README ¶
Back to All Sims (also for general info and executable downloads)
Introduction
This project explores how sensory inputs (in this case simple cartoon faces) can be categorized in multiple different ways, to extract the relevant information and collapse across the irrelevant. It allows you to explore both bottom-up processing from face image to categories, and top-down processing from category values to face images (mental imagery), including the ability to dynamically iterate both bottom-up and top-down to cleanup partial inputs (partially occluded face images).
If you are following along with the text, then first do Part I in the section on Categorization, and then come back for Part II after reading about Bidirectional Excitatory Dynamics and Attractors.

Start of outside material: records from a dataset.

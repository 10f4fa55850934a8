//! Server configuration loaded from environment variables.
//!
//! # Environment Variables
//!
//! ## Required
//! - `BINDERY_DATABASE_URL` - `PostgreSQL` connection string (falls back to `DATABASE_URL`)
//! - `BINDERY_BASE_URL` - Public URL for the API (used for checkout redirects)
//! - `BINDERY_JWT_SECRET` - Token signing secret (min 32 chars, high entropy)
//! - `MEDIA_CLOUD_NAME` - Object store cloud name
//! - `MEDIA_API_KEY` - Object store API key
//! - `MEDIA_API_SECRET` - Object store API secret
//! - `STRIPE_SECRET_KEY` - Stripe secret key
//!
//! ## Optional
//! - `BINDERY_HOST` - Bind address (default: 127.0.0.1)
//! - `BINDERY_PORT` - Listen port (default: 4000)
//! - `BINDERY_ENV` - `development` or `production` (default: development)
//! - `MEDIA_UPLOAD_BASE` - Object store upload API base URL
//! - `MEDIA_FOLDER` - Upload folder (default: bindery)
//! - `STRIPE_API_BASE` - Stripe API base URL (override for testing)
//! - `FLASHCARDS_API_KEY` / `FLASHCARDS_MODEL` / `FLASHCARDS_API_BASE` - Generative-AI API
//! - `GOOGLE_CLIENT_ID` / `GOOGLE_CLIENT_SECRET` / `GOOGLE_REDIRECT_URL` - OAuth login
//! - `IMAGE_CACHE_DIR` - On-disk image cache directory (default: image-cache)
//! - `IMAGE_CACHE_MAX_BYTES` - Cache size cap in bytes (default: 268435456)
//! - `PLACEHOLDER_IMAGE_PATH` - Fallback image served when a proxy fetch fails
//! - `PLACEHOLDER_PDF_PATH` - PDF served by the placeholder endpoint
//! - `SENTRY_DSN` - Sentry error tracking DSN

use std::collections::HashMap;
use std::net::{IpAddr, SocketAddr};
use std::path::PathBuf;

use secrecy::{ExposeSecret, SecretString};
use thiserror::Error;

const MIN_JWT_SECRET_LENGTH: usize = 32;
const MIN_ENTROPY_BITS_PER_CHAR: f64 = 3.3;

const DEFAULT_IMAGE_CACHE_MAX_BYTES: u64 = 256 * 1024 * 1024;

/// Blocklist of common placeholder patterns (case-insensitive)
const PLACEHOLDER_PATTERNS: &[&str] = &[
    "your-",
    "changeme",
    "replace",
    "placeholder",
    "example",
    "secret",
    "password",
    "xxx",
    "todo",
    "fixme",
    "insert",
    "enter-",
    "put-your",
    "add-your",
];

/// Configuration errors that can occur during loading.
#[derive(Debug, Error)]
pub enum ConfigError {
    #[error("Missing environment variable: {0}")]
    MissingEnvVar(String),
    #[error("Invalid environment variable {0}: {1}")]
    InvalidEnvVar(String, String),
    #[error("Insecure secret in {0}: {1}")]
    InsecureSecret(String, String),
}

/// Bindery application configuration.
#[derive(Debug, Clone)]
pub struct BinderyConfig {
    /// `PostgreSQL` database connection URL (contains password)
    pub database_url: SecretString,
    /// IP address to bind the server to
    pub host: IpAddr,
    /// Port to listen on
    pub port: u16,
    /// Public base URL for the API
    pub base_url: String,
    /// Deployment environment (`development` or `production`)
    pub environment: String,
    /// Token signing secret
    pub jwt_secret: SecretString,
    /// Object store configuration
    pub media: MediaStoreConfig,
    /// Stripe configuration
    pub stripe: StripeConfig,
    /// Generative-AI flashcards configuration (absent disables generation)
    pub flashcards: Option<FlashcardsConfig>,
    /// Google OAuth configuration (absent disables OAuth login)
    pub google: Option<GoogleOAuthConfig>,
    /// Image proxy cache configuration
    pub image_cache: ImageCacheConfig,
    /// PDF served by the placeholder endpoint
    pub placeholder_pdf_path: Option<PathBuf>,
    /// Sentry DSN for error tracking
    pub sentry_dsn: Option<String>,
}

/// Object store (media CDN) configuration.
///
/// Implements `Debug` manually to redact the API secret.
#[derive(Clone)]
pub struct MediaStoreConfig {
    /// Cloud name identifying the account on the store
    pub cloud_name: String,
    /// API key sent with signed uploads
    pub api_key: String,
    /// API secret used to sign upload requests
    pub api_secret: SecretString,
    /// Base URL uploads are posted to
    pub upload_base: String,
    /// Folder uploads are placed under
    pub folder: String,
}

impl std::fmt::Debug for MediaStoreConfig {
    fn fmt(&self, f: &mut std::fmt::Formatter<'_>) -> std::fmt::Result {
        f.debug_struct("MediaStoreConfig")
            .field("cloud_name", &self.cloud_name)
            .field("api_key", &self.api_key)
            .field("api_secret", &"[REDACTED]")
            .field("upload_base", &self.upload_base)
            .field("folder", &self.folder)
            .finish()
    }
}

/// Stripe payment configuration.
#[derive(Clone)]
pub struct StripeConfig {
    /// Stripe secret key
    pub secret_key: SecretString,
    /// API base URL (overridable for tests)
    pub api_base: String,
}

impl std::fmt::Debug for StripeConfig {
    fn fmt(&self, f: &mut std::fmt::Formatter<'_>) -> std::fmt::Result {
        f.debug_struct("StripeConfig")
            .field("secret_key", &"[REDACTED]")
            .field("api_base", &self.api_base)
            .finish()
    }
}

/// Generative-AI API configuration for flashcard generation.
#[derive(Clone)]
pub struct FlashcardsConfig {
    /// API key
    pub api_key: SecretString,
    /// Model identifier
    pub model: String,
    /// API base URL (overridable for tests)
    pub api_base: String,
}

impl std::fmt::Debug for FlashcardsConfig {
    fn fmt(&self, f: &mut std::fmt::Formatter<'_>) -> std::fmt::Result {
        f.debug_struct("FlashcardsConfig")
            .field("api_key", &"[REDACTED]")
            .field("model", &self.model)
            .field("api_base", &self.api_base)
            .finish()
    }
}

/// Google OAuth configuration.
#[derive(Clone)]
pub struct GoogleOAuthConfig {
    /// OAuth client ID
    pub client_id: String,
    /// OAuth client secret
    pub client_secret: SecretString,
    /// Redirect URL registered with the provider
    pub redirect_url: String,
}

impl std::fmt::Debug for GoogleOAuthConfig {
    fn fmt(&self, f: &mut std::fmt::Formatter<'_>) -> std::fmt::Result {
        f.debug_struct("GoogleOAuthConfig")
            .field("client_id", &self.client_id)
            .field("client_secret", &"[REDACTED]")
            .field("redirect_url", &self.redirect_url)
            .finish()
    }
}

/// Image proxy disk cache configuration.
#[derive(Debug, Clone)]
pub struct ImageCacheConfig {
    /// Directory cache entries are written to
    pub dir: PathBuf,
    /// Total size cap in bytes; oldest entries are evicted past this
    pub max_bytes: u64,
    /// Image served when the remote fetch fails
    pub placeholder_path: Option<PathBuf>,
}

impl BinderyConfig {
    /// Load configuration from environment variables.
    ///
    /// Calls `dotenvy::dotenv()` to load from `.env` file if present.
    ///
    /// # Errors
    ///
    /// Returns `ConfigError` if required variables are missing, invalid, or
    /// if the JWT secret fails validation (placeholder detection, entropy check).
    pub fn from_env() -> Result<Self, ConfigError> {
        // Load .env file if present (ignore errors if not found)
        let _ = dotenvy::dotenv();

        let database_url = get_database_url("BINDERY_DATABASE_URL")?;
        let host = get_env_or_default("BINDERY_HOST", "127.0.0.1")
            .parse::<IpAddr>()
            .map_err(|e| ConfigError::InvalidEnvVar("BINDERY_HOST".to_string(), e.to_string()))?;
        let port = get_env_or_default("BINDERY_PORT", "4000")
            .parse::<u16>()
            .map_err(|e| ConfigError::InvalidEnvVar("BINDERY_PORT".to_string(), e.to_string()))?;
        let base_url = get_required_env("BINDERY_BASE_URL")?;
        let environment = get_env_or_default("BINDERY_ENV", "development");

        let jwt_secret = get_validated_secret("BINDERY_JWT_SECRET")?;
        validate_jwt_secret(&jwt_secret, "BINDERY_JWT_SECRET")?;

        let media = MediaStoreConfig::from_env()?;
        let stripe = StripeConfig::from_env()?;
        let flashcards = FlashcardsConfig::from_env();
        let google = GoogleOAuthConfig::from_env()?;
        let image_cache = ImageCacheConfig::from_env()?;
        let placeholder_pdf_path = get_optional_env("PLACEHOLDER_PDF_PATH").map(PathBuf::from);
        let sentry_dsn = get_optional_env("SENTRY_DSN");

        Ok(Self {
            database_url,
            host,
            port,
            base_url,
            environment,
            jwt_secret,
            media,
            stripe,
            flashcards,
            google,
            image_cache,
            placeholder_pdf_path,
            sentry_dsn,
        })
    }

    /// Returns the socket address for binding the server.
    #[must_use]
    pub const fn socket_addr(&self) -> SocketAddr {
        SocketAddr::new(self.host, self.port)
    }

    /// Whether the deployment environment is production.
    ///
    /// Controls whether internal error detail is echoed in responses.
    #[must_use]
    pub fn is_production(&self) -> bool {
        self.environment == "production"
    }
}
//! Database operations for the Bindery `PostgreSQL` database.
//!
//! ## Tables
//!
//! - `users` - Local and OAuth accounts (cart and reset state hang off this)
//! - `books` - Catalog rows
//! - `cart_items` - One row per (user, book); mutations are single atomic statements
//! - `purchases` / `purchase_items` - Immutable checkout records
//! - `events` - Calendar events
//! - `chat_messages` - Chat history
//! - `flashcard_decks` / `flashcards` - AI-generated study decks
//!
//! # Migrations
//!
//! Migrations live in `crates/server/migrations/` and run via:
//! ```bash
//! cargo run -p bindery-cli -- migrate
//! ```

pub mod books;
pub mod cart;
pub mod chat;
pub mod events;
pub mod flashcards;
pub mod purchases;
pub mod users;

use std::time::Duration;

use secrecy::ExposeSecret;
use sqlx::PgPool;
use sqlx::postgres::PgPoolOptions;
use thiserror::Error;

pub use books::BookRepository;
pub use cart::CartRepository;
pub use chat::ChatRepository;
pub use events::EventRepository;
pub use flashcards::FlashcardRepository;
pub use purchases::PurchaseRepository;
pub use users::UserRepository;

/// Errors that can occur during repository operations.
#[derive(Debug, Error)]
pub enum RepositoryError {
    /// Database error from sqlx.
    #[error("database error: {0}")]
    Database(#[from] sqlx::Error),

    /// Data in the database is corrupted or invalid.
    #[error("data corruption: {0}")]
    DataCorruption(String),

    /// Requested entity was not found.
    #[error("not found")]
    NotFound,

    /// Constraint violation (e.g., unique username).
    #[error("constraint violation: {0}")]
    Conflict(String),
}

/// Map a sqlx error, converting unique violations into `Conflict`.
pub(crate) fn map_unique_violation(e: sqlx::Error, message: &str) -> RepositoryError {
    if let sqlx::Error::Database(ref db_err) = e
        && db_err.is_unique_violation()
    {
        return RepositoryError::Conflict(message.to_owned());
    }
    RepositoryError::Database(e)
}

/// Create a `PostgreSQL` connection pool with sensible defaults.
///
/// # Errors
///
/// Returns `sqlx::Error` if the connection cannot be established.
pub async fn create_pool(database_url: &secrecy::SecretString) -> Result<PgPool, sqlx::Error> {
    PgPoolOptions::new()
        .max_connections(10)
        .min_connections(2)
        .acquire_timeout(Duration::from_secs(10))
        .connect(database_url.expose_secret())
        .await
}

Part I: Feedforward (bottom-up) Flow of Information from Inputs to Categories
The Network and Face Inputs
Let's first examine the network, shown in the tab in the right 3D panel. It has a 16x16 layer for the face images, and three different categorization output layers:
-
Emotion
with "Happy" and "Sad" units, categorizes the emotion represented in the face into these two different categories. -
Gender
with "Female" and "Male" units, categorizes the face according to these two gender categories. -
Identity
with 6 labeled units with the names given to the different faces in the input (Alberto, Betty, Lisa, Mark, Wendy, Zane) -- the network can categorize the individual despite differences in emotional expression. Four additional units are available if you want to explore further by adding new faces. -
Select the
r.Wt
variable to view in theNetView
network view, and click on each of the different output category neurons in the network. This will display the weight values going into each neuron.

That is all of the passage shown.